Oilsands ruling stuns critics

Ottawa quietly approved new Kearl mine

Jon Harding
Calgary Herald; with files from Canwest News Service
With elders at his side, Chief Vern Janvier, right, announced Wednesday the Chipewyan Prairie Dene First Nation is taking the province to court.
CREDIT: Chris Schwarz, Canwest News Service
With elders at his side, Chief Vern Janvier, right, announced Wednesday the Chipewyan Prairie Dene First Nation is taking the province to court.

Environmental groups were shocked Wednesday to learn Imperial Oil Ltd.'s $8-billion Kearl oilsands mine has received Ottawa's blessing to proceed.

Cabinet approval for the controversial oilsands project was granted May 15 -- just one day after a federal court upheld the removal of a key water licence for Kearl.

The removal of the water licence had been heralded by four environmental groups as a big win in their battle to prevent the growth of greenhouse gas emissions from the oilsands.

"I think there has been an end run here," said Simon Dyer, oilsands program director at the Pembina Institute. "From our perspective, the project seems likely to proceed but substantive issues have not been dealt with."

The water permit allowing Imperial to disturb fish habitat during construction at the site of the future oilsands mine north of Fort McMurray could be handed back as early as today by federal minister of fisheries and oceans Loyola Hearn.

Should that occur, it would put Kearl back on the rails more than a year after it received its original cabinet approval and following a complex legal battle that threatened to delay the massive oilsands mine proposed by Imperial and partner ExxonMobil Corp.

The news about Kearl emerged the same day the House of Commons Environment Committee agreed to proceed with an in-depth study of the impact of oilsands development on Canada's freshwater supplies.

Conservative members on the committee have been accused of trying to postpone the study, which kicks off on June 16.

"Canadians want to know more about the state of our national water supplies generally and the relationship between the oilsands and water more specifically," said Quebec Liberal MP Francis Scarpaleggia.

Also Wednesday, aboriginal leaders from Chipewyan Prairie Dene First Nation south of Fort McMurray filed a legal action that accused the Alberta government of breaching its constitutional duty by granting oilsands leases to MEG Energy Corp. -- land located in the "breadbasket" of the First Nation -- without consultation.

"Our lakes, our land and the animals and fish we have relied on for thousands of years to support our way of life and cultural values are being destroyed by out-of-control oilsands developments," said Vern Janvier, chief of the First Nation.

Meanwhile, the four green groups fighting Kearl -- The Pembina Institute, the Sierra Club of Canada, the Prairie Acid Rain Coalition and Toxics Watch Society -- are holding out hope that if Hearn re-issues the project's water permit, he will use a means available in the Canadian Environmental Assessment Act to add conditions around mitigating the project's greenhouse gas emissions.

"We are talking about a 50-year project and while there has been a lot of talk about carbon sequestration and storage, talk is cheap," said Dyer. "It's a fundamental issue we have here: a project is going forward with no mitigation requirements."

Approval of Kearl from the federal government occurred May 15. While Ottawa's position was posted on the government's website seven days later, the green groups fighting the project did not learn about the development until Wednesday.

Dyer and lawyer Sean Nixon of Ecojustice, which represents the four environmental groups, both suggested there may be another judicial review ahead if Hearn provides an identical water permit to Imperial with no air quality conditions attached.

Ottawa this spring released a more detailed account of its Turning the Corner climate-change blueprint that was first announced a year ago.

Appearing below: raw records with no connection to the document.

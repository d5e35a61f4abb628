use std::collections::BTreeMap;

use anyhow::anyhow;

use crate::animation::spec::{AnimFrame, AnimationSpec};
use crate::backend::view::ViewBackend;
use crate::foundation::error::LayersResult;
use crate::foundation::ids::{AnimRes, ContainerId, LayoutRes, ViewId};
use crate::state::bundle::SparseArray;
use crate::state::value::Value;

/// A structural change applied to a container.
#[derive(Clone, Copy, Debug, PartialEq, Eq, serde::Serialize)]
pub enum ContainerOp {
    /// `view` inserted into `container` at `index`.
    Add {
        /// Target container.
        container: ViewId,
        /// Inserted view.
        view: ViewId,
        /// Insertion position.
        index: usize,
    },
    /// `view` removed from `container`.
    Remove {
        /// Source container.
        container: ViewId,
        /// Removed view.
        view: ViewId,
    },
}

#[derive(Debug)]
struct Node {
    key: i32,
    container: Option<ContainerId>,
    parent: Option<ViewId>,
    children: Vec<ViewId>,
    save_from_parent: bool,
    content: Option<Value>,
    frame: AnimFrame,
    presented: bool,
    dismissed: bool,
}

impl Node {
    fn new(key: i32, container: Option<ContainerId>) -> Self {
        Self {
            key,
            container,
            parent: None,
            children: Vec::new(),
            save_from_parent: true,
            content: None,
            frame: AnimFrame::IDENTITY,
            presented: false,
            dismissed: false,
        }
    }
}

/// Deterministic in-memory [`ViewBackend`].
///
/// Views form a plain tree rooted at a default container. Layouts are registered up front
/// with the container ids they declare; unregistered layouts inflate to a single view. Each
/// view can carry one "content" value standing in for scroll offsets or text input, which
/// hierarchy save/restore captures by view key.
#[derive(Debug)]
pub struct HeadlessBackend {
    next_id: u64,
    root: ViewId,
    nodes: BTreeMap<ViewId, Node>,
    layouts: BTreeMap<LayoutRes, Vec<ContainerId>>,
    animations: BTreeMap<AnimRes, AnimationSpec>,
    ops: Vec<ContainerOp>,
    released: usize,
}

impl Default for HeadlessBackend {
    fn default() -> Self {
        Self::new()
    }
}

impl HeadlessBackend {
    /// Backend with an empty default container.
    pub fn new() -> Self {
        let root = ViewId(0);
        let mut nodes = BTreeMap::new();
        nodes.insert(root, Node::new(ContainerId::DEFAULT.0, None));
        Self {
            next_id: 1,
            root,
            nodes,
            layouts: BTreeMap::new(),
            animations: BTreeMap::new(),
            ops: Vec::new(),
            released: 0,
        }
    }

    /// Declare a layout and the container ids it contains.
    pub fn register_layout(&mut self, layout: LayoutRes, containers: &[ContainerId]) {
        self.layouts.insert(layout, containers.to_vec());
    }

    /// Declare an animation resource.
    pub fn register_animation(&mut self, res: AnimRes, spec: AnimationSpec) {
        self.animations.insert(res, spec);
    }

    /// Create a detached view identified by `key` in hierarchy state.
    pub fn create_view(&mut self, key: i32) -> ViewId {
        self.alloc(Node::new(key, None))
    }

    /// Create a detached view that can be found as container `id`.
    pub fn create_container(&mut self, id: ContainerId) -> ViewId {
        self.alloc(Node::new(id.0, Some(id)))
    }

    /// Attach a view under `parent` without recording a container op.
    pub fn attach(&mut self, parent: ViewId, child: ViewId) -> LayersResult<()> {
        self.link(parent, child, None)
    }

    /// The default container.
    pub fn root(&self) -> ViewId {
        self.root
    }

    /// Every container op recorded so far.
    pub fn ops(&self) -> &[ContainerOp] {
        &self.ops
    }

    /// Number of recorded insertions.
    pub fn added(&self) -> usize {
        self.ops
            .iter()
            .filter(|op| matches!(op, ContainerOp::Add { .. }))
            .count()
    }

    /// Number of recorded removals.
    pub fn removed(&self) -> usize {
        self.ops
            .iter()
            .filter(|op| matches!(op, ContainerOp::Remove { .. }))
            .count()
    }

    /// Insertion indices, in order.
    pub fn insert_positions(&self) -> Vec<usize> {
        self.ops
            .iter()
            .filter_map(|op| match op {
                ContainerOp::Add { index, .. } => Some(*index),
                ContainerOp::Remove { .. } => None,
            })
            .collect()
    }

    /// Forget recorded ops.
    pub fn clear_ops(&mut self) {
        self.ops.clear();
    }

    /// Children of `container`, in order.
    pub fn children(&self, container: ViewId) -> Vec<ViewId> {
        self.nodes
            .get(&container)
            .map(|n| n.children.clone())
            .unwrap_or_default()
    }

    /// Whether `view` exists and was not released.
    pub fn contains(&self, view: ViewId) -> bool {
        self.nodes.contains_key(&view)
    }

    /// Number of views released by the engine.
    pub fn released(&self) -> usize {
        self.released
    }

    /// Last animation frame written to `view`.
    pub fn frame(&self, view: ViewId) -> Option<AnimFrame> {
        self.nodes.get(&view).map(|n| n.frame)
    }

    /// Set the content value captured by hierarchy state.
    pub fn set_content(&mut self, view: ViewId, value: Value) {
        if let Some(node) = self.nodes.get_mut(&view) {
            node.content = Some(value);
        }
    }

    /// Content value of `view`.
    pub fn content(&self, view: ViewId) -> Option<&Value> {
        self.nodes.get(&view).and_then(|n| n.content.as_ref())
    }

    /// Whether `view` is currently presented as a detached window.
    pub fn is_presented(&self, view: ViewId) -> bool {
        self.nodes.get(&view).is_some_and(|n| n.presented)
    }

    /// Simulate the user closing a detached view.
    pub fn user_dismiss(&mut self, view: ViewId) {
        if let Some(node) = self.nodes.get_mut(&view)
            && node.presented
        {
            node.presented = false;
            node.dismissed = true;
        }
    }

    /// Whether `view` opted out of parent hierarchy saving.
    pub fn is_save_from_parent_enabled(&self, view: ViewId) -> bool {
        self.nodes.get(&view).is_some_and(|n| n.save_from_parent)
    }

    fn alloc(&mut self, node: Node) -> ViewId {
        let id = ViewId(self.next_id);
        self.next_id += 1;
        self.nodes.insert(id, node);
        id
    }

    fn link(&mut self, parent: ViewId, child: ViewId, index: Option<usize>) -> LayersResult<()> {
        match self.nodes.get(&child) {
            None => return Err(anyhow!("unknown view {child:?}").into()),
            Some(node) if node.parent.is_some() => {
                return Err(anyhow!("view {child:?} already has a parent").into());
            }
            Some(_) => {}
        }
        let parent_node = self
            .nodes
            .get_mut(&parent)
            .ok_or_else(|| anyhow!("unknown container {parent:?}"))?;
        let index = index.unwrap_or(parent_node.children.len());
        if index > parent_node.children.len() {
            return Err(anyhow!(
                "insert index {index} beyond {} children of {parent:?}",
                parent_node.children.len()
            )
            .into());
        }
        parent_node.children.insert(index, child);
        if let Some(node) = self.nodes.get_mut(&child) {
            node.parent = Some(parent);
        }
        Ok(())
    }

    fn subtree(&self, view: ViewId, respect_save_flag: bool) -> Vec<ViewId> {
        let mut out = Vec::new();
        let mut pending = vec![view];
        while let Some(v) = pending.pop() {
            let Some(node) = self.nodes.get(&v) else {
                continue;
            };
            out.push(v);
            for child in node.children.iter().rev() {
                let skip = respect_save_flag
                    && self.nodes.get(child).is_some_and(|c| !c.save_from_parent);
                if !skip {
                    pending.push(*child);
                }
            }
        }
        out
    }
}

impl ViewBackend for HeadlessBackend {
    fn default_container(&mut self) -> LayersResult<ViewId> {
        Ok(self.root)
    }

    fn find_view(&mut self, parent: Option<ViewId>, id: ContainerId) -> Option<ViewId> {
        let start = parent.unwrap_or(self.root);
        self.subtree(start, false)
            .into_iter()
            .find(|v| self.nodes.get(v).is_some_and(|n| n.container == Some(id)))
    }

    fn inflate(&mut self, layout: LayoutRes) -> LayersResult<ViewId> {
        let key = i32::try_from(layout.0).map_err(|_| anyhow!("layout id {layout:?} too large"))?;
        let root = self.alloc(Node::new(key, None));
        let containers = self.layouts.get(&layout).cloned().unwrap_or_default();
        for id in containers {
            let child = self.create_container(id);
            self.link(root, child, None)?;
        }
        Ok(root)
    }

    fn child_count(&self, container: ViewId) -> usize {
        self.nodes.get(&container).map_or(0, |n| n.children.len())
    }

    fn add_child(&mut self, container: ViewId, child: ViewId, index: usize) -> LayersResult<()> {
        self.link(container, child, Some(index))?;
        self.ops.push(ContainerOp::Add {
            container,
            view: child,
            index,
        });
        Ok(())
    }

    fn remove_child(&mut self, container: ViewId, child: ViewId) -> LayersResult<()> {
        let parent = self
            .nodes
            .get_mut(&container)
            .ok_or_else(|| anyhow!("unknown container {container:?}"))?;
        let pos = parent
            .children
            .iter()
            .position(|c| *c == child)
            .ok_or_else(|| anyhow!("{child:?} is not a child of {container:?}"))?;
        parent.children.remove(pos);
        if let Some(node) = self.nodes.get_mut(&child) {
            node.parent = None;
        }
        self.ops.push(ContainerOp::Remove {
            container,
            view: child,
        });
        Ok(())
    }

    fn set_save_from_parent_enabled(&mut self, view: ViewId, enabled: bool) {
        if let Some(node) = self.nodes.get_mut(&view) {
            node.save_from_parent = enabled;
        }
    }

    fn save_hierarchy_state(&mut self, view: ViewId, out: &mut SparseArray<Value>) {
        for v in self.subtree(view, true) {
            if let Some(node) = self.nodes.get(&v)
                && let Some(content) = &node.content
            {
                out.put(node.key, content.clone());
            }
        }
    }

    fn restore_hierarchy_state(&mut self, view: ViewId, state: &SparseArray<Value>) {
        for v in self.subtree(view, true) {
            if let Some(node) = self.nodes.get_mut(&v)
                && let Some(content) = state.get(node.key)
            {
                node.content = Some(content.clone());
            }
        }
    }

    fn load_animation(&self, res: AnimRes) -> Option<AnimationSpec> {
        self.animations.get(&res).copied()
    }

    fn apply_frame(&mut self, view: ViewId, frame: &AnimFrame) {
        if let Some(node) = self.nodes.get_mut(&view) {
            node.frame = *frame;
        }
    }

    fn present_detached(&mut self, view: ViewId, _cancelable: bool) -> LayersResult<()> {
        let node = self
            .nodes
            .get_mut(&view)
            .ok_or_else(|| anyhow!("unknown view {view:?}"))?;
        node.presented = true;
        Ok(())
    }

    fn dismiss_detached(&mut self, view: ViewId) {
        if let Some(node) = self.nodes.get_mut(&view) {
            node.presented = false;
        }
    }

    fn take_dismissed(&mut self, view: ViewId) -> bool {
        self.nodes
            .get_mut(&view)
            .is_some_and(|n| std::mem::take(&mut n.dismissed))
    }

    fn release_view(&mut self, view: ViewId) {
        let parent = self.nodes.get(&view).and_then(|n| n.parent);
        if let Some(parent) = parent.and_then(|p| self.nodes.get_mut(&p)) {
            parent.children.retain(|c| *c != view);
        }
        for v in self.subtree(view, false) {
            self.nodes.remove(&v);
        }
        self.released += 1;
    }
}

#[cfg(test)]
#[path = "../../tests/unit/backend/headless.rs"]
mod tests;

While the plan calls for establishing a carbon capture-and-storage target for Alberta's oilsands by 2012, details beyond that are thin.

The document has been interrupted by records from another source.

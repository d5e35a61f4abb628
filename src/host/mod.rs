pub(crate) mod context;
pub(crate) mod root;
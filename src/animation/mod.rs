pub(crate) mod animator;
pub(crate) mod ease;
pub(crate) mod spec;
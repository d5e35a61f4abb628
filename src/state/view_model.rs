use std::any::{Any, TypeId};
use std::collections::HashMap;

/// Long-lived presentation state owned by a layer.
///
/// Models survive view teardown and in-memory state restoration. They are cleared when their
/// layer is removed for good.
pub trait ViewModel: Any {
    /// Called once when the owning store is cleared.
    fn on_cleared(&mut self) {}
}

/// Typed container of [`ViewModel`]s, one per concrete type.
#[derive(Default)]
pub struct ViewModelStore {
    models: HashMap<TypeId, Box<dyn ViewModel>>,
}

impl ViewModelStore {
    /// Empty store.
    pub fn new() -> Self {
        Self::default()
    }

    /// Borrow the model of type `T`, creating it with `init` on first access.
    pub fn get_or_insert_with<T: ViewModel>(&mut self, init: impl FnOnce() -> T) -> &mut T {
        let slot = self
            .models
            .entry(TypeId::of::<T>())
            .or_insert_with(|| Box::new(init()));
        match (slot.as_mut() as &mut dyn Any).downcast_mut::<T>() {
            Some(model) => model,
            None => unreachable!("view model slot is keyed by its own TypeId"),
        }
    }

    /// Borrow the model of type `T` when present.
    pub fn get<T: ViewModel>(&self) -> Option<&T> {
        self.models
            .get(&TypeId::of::<T>())
            .and_then(|m| (m.as_ref() as &dyn Any).downcast_ref::<T>())
    }

    /// Number of live models.
    pub fn len(&self) -> usize {
        self.models.len()
    }

    /// Whether no model was created yet.
    pub fn is_empty(&self) -> bool {
        self.models.is_empty()
    }

    /// Drop every model, notifying each one first.
    pub fn clear(&mut self) {
        for (_, mut model) in self.models.drain() {
            model.on_cleared();
        }
    }
}

impl std::fmt::Debug for ViewModelStore {
    fn fmt(&self, f: &mut std::fmt::Formatter<'_>) -> std::fmt::Result {
        f.debug_struct("ViewModelStore")
            .field("models", &self.models.len())
            .finish()
    }
}

#[cfg(test)]
#[path = "../../tests/unit/state/view_model.rs"]
mod tests;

The four green groups last Friday wrote to Hearn, Prime Minister Stephen Harper and Environment Minister John Baird urging Ottawa to consider two options for Kearl: do not approve the project; or require that carbon capture and storage (CCS) be part is its design, along with a clear deadline for the application of CCS technology.

Imperial Oil spokesman Gordon Wong said it is unfair to accuse the company -- as Dyer does -- of attempting to "shoe-horn the project in" before firm carbon capture and storage rules are in place around 2012. Kearl is due to produce first oil in 2011.

"The process for this project began years before the federal government ever issued any CCS guidelines," Wong said. "I'm saying a project of this magnitude takes a lot of planning and work."

A federal court ruling by Madame Justice Daniele Tremblay-Lamer asked a joint federal-provincial panel to provide an addendum to its environmental review, which it did on May 6. The panel's view on the impact of Kearl's emissions did not change.

"The Government of Canada accepts this opinion," says the new Kearl environmental approval from Ottawa. "The Government of Canada notes that, with respect to mitigating factors for greenhouse gas emissions specifically, the addendum references (i) emission intensity targets imposed by the Government of Alberta; and (ii) proposals by Imperial Oil to reduce GHG emissions."